**Task to carry out**
Look for "deserialized" in each line of the records, and copy the lines that have it.

[Data extracted from a collection]
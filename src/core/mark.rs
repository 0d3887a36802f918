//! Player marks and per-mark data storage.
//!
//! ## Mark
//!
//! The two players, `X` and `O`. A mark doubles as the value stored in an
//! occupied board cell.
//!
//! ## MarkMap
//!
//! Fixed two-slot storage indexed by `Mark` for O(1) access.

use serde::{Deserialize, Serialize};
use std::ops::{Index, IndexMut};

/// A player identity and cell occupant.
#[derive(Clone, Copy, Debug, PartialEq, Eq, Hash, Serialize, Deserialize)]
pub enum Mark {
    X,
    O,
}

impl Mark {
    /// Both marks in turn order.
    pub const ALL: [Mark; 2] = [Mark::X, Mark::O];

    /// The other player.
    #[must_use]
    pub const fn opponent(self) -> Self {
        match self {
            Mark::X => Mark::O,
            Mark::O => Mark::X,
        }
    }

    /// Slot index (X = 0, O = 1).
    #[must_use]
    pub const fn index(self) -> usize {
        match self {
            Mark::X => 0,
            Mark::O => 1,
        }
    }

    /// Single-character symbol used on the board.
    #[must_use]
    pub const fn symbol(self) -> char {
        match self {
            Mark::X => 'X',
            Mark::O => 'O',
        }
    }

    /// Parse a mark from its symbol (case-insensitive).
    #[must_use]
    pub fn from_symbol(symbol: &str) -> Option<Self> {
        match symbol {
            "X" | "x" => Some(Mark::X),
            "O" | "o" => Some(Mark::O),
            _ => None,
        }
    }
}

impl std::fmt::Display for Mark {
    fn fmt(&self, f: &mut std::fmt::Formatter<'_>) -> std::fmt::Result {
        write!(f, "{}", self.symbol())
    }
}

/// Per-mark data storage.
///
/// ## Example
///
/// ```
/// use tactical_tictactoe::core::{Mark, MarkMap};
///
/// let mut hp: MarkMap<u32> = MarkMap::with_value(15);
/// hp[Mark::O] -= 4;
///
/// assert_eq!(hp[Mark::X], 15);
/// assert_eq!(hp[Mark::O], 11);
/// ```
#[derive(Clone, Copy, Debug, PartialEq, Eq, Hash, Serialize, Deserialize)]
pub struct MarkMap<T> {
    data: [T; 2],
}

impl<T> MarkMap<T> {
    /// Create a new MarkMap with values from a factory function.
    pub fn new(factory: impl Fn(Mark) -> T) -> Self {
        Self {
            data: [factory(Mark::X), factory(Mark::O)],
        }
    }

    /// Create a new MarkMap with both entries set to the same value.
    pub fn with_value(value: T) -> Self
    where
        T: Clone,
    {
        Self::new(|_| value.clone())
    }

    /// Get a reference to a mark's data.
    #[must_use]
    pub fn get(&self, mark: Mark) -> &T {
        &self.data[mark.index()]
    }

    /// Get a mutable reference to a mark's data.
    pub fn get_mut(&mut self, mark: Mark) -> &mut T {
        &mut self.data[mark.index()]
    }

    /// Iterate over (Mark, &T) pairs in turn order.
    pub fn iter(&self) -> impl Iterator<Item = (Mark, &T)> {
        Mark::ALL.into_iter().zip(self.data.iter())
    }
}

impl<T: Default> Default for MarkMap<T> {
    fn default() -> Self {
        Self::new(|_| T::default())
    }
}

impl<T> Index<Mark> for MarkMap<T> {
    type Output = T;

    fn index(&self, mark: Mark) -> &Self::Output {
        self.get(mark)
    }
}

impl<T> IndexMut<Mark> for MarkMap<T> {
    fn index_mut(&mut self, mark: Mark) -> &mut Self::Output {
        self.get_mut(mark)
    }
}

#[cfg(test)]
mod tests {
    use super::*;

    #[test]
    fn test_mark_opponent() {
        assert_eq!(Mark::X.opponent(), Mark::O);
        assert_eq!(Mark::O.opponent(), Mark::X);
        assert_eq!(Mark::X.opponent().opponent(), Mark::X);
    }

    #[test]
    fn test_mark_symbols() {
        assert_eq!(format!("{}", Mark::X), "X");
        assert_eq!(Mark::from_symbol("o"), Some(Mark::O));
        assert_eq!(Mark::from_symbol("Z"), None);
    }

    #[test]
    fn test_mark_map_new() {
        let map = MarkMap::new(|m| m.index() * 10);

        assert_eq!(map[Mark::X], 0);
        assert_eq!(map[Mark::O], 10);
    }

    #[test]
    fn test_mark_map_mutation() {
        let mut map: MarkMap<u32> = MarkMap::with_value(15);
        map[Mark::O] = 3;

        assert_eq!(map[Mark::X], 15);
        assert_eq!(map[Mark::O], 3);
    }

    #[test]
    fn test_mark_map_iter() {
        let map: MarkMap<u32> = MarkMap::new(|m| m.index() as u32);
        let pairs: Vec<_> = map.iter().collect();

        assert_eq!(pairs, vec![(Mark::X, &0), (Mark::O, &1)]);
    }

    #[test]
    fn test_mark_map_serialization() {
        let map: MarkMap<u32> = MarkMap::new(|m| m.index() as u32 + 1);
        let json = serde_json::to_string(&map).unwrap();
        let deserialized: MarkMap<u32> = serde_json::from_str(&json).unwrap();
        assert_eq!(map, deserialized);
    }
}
* * *
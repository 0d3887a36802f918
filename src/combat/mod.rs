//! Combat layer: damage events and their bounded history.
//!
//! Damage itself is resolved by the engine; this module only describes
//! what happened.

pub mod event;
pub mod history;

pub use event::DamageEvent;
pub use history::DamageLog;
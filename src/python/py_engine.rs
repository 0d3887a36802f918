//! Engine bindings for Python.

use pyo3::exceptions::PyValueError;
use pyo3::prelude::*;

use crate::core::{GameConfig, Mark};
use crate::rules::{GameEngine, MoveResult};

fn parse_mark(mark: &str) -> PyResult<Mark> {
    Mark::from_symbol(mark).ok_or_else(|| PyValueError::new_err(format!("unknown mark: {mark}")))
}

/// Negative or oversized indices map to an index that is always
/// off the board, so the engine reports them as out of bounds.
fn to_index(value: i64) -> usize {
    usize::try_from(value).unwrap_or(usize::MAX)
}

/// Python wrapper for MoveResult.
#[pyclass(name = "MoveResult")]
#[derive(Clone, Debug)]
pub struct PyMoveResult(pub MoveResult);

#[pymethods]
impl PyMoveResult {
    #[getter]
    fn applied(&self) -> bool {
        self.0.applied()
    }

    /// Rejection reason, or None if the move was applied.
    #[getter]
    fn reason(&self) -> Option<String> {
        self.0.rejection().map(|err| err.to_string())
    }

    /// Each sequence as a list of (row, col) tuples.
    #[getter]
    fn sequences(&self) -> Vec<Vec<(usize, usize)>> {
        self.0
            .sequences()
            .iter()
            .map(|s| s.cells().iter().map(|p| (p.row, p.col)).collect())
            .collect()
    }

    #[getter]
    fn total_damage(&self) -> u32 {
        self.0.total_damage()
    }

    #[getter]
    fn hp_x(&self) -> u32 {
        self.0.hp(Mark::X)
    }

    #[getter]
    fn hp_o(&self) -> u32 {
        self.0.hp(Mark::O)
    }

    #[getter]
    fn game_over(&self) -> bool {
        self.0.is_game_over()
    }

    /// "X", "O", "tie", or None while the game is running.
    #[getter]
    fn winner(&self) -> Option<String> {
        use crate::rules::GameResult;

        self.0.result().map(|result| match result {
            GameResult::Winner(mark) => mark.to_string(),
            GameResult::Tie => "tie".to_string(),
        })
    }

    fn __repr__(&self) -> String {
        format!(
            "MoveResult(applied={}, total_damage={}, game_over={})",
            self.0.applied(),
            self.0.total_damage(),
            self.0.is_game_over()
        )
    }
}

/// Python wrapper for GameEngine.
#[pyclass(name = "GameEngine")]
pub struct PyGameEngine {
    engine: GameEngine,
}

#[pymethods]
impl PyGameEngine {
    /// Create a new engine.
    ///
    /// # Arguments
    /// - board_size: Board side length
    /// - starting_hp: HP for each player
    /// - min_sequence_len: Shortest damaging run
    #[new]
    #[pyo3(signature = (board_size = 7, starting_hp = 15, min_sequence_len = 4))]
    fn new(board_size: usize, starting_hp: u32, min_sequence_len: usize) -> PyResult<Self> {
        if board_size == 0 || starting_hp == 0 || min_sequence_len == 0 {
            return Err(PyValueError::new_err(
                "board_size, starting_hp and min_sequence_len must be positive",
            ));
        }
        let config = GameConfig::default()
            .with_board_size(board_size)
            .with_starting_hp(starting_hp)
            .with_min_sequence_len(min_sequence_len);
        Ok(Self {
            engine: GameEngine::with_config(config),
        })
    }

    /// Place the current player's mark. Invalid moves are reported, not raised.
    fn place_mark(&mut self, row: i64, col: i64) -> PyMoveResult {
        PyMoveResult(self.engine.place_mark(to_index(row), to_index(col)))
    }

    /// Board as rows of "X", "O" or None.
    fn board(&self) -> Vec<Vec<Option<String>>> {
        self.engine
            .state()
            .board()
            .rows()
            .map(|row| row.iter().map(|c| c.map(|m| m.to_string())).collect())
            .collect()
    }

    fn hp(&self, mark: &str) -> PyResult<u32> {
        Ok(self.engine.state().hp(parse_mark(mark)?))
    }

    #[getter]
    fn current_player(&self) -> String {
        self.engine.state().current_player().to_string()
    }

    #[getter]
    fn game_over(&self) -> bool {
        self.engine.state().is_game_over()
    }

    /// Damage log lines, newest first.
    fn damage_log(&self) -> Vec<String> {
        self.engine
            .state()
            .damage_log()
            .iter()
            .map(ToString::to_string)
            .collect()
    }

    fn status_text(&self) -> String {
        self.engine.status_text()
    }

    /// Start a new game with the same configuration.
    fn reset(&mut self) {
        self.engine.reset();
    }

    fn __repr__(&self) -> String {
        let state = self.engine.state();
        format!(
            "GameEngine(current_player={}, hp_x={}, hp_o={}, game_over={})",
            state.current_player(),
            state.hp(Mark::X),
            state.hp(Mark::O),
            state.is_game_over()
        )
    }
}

**Your response**
        let deserialized: MarkMap<u32> = serde_json::from_str(&json).unwrap();
        assert_eq!(map, deserialized);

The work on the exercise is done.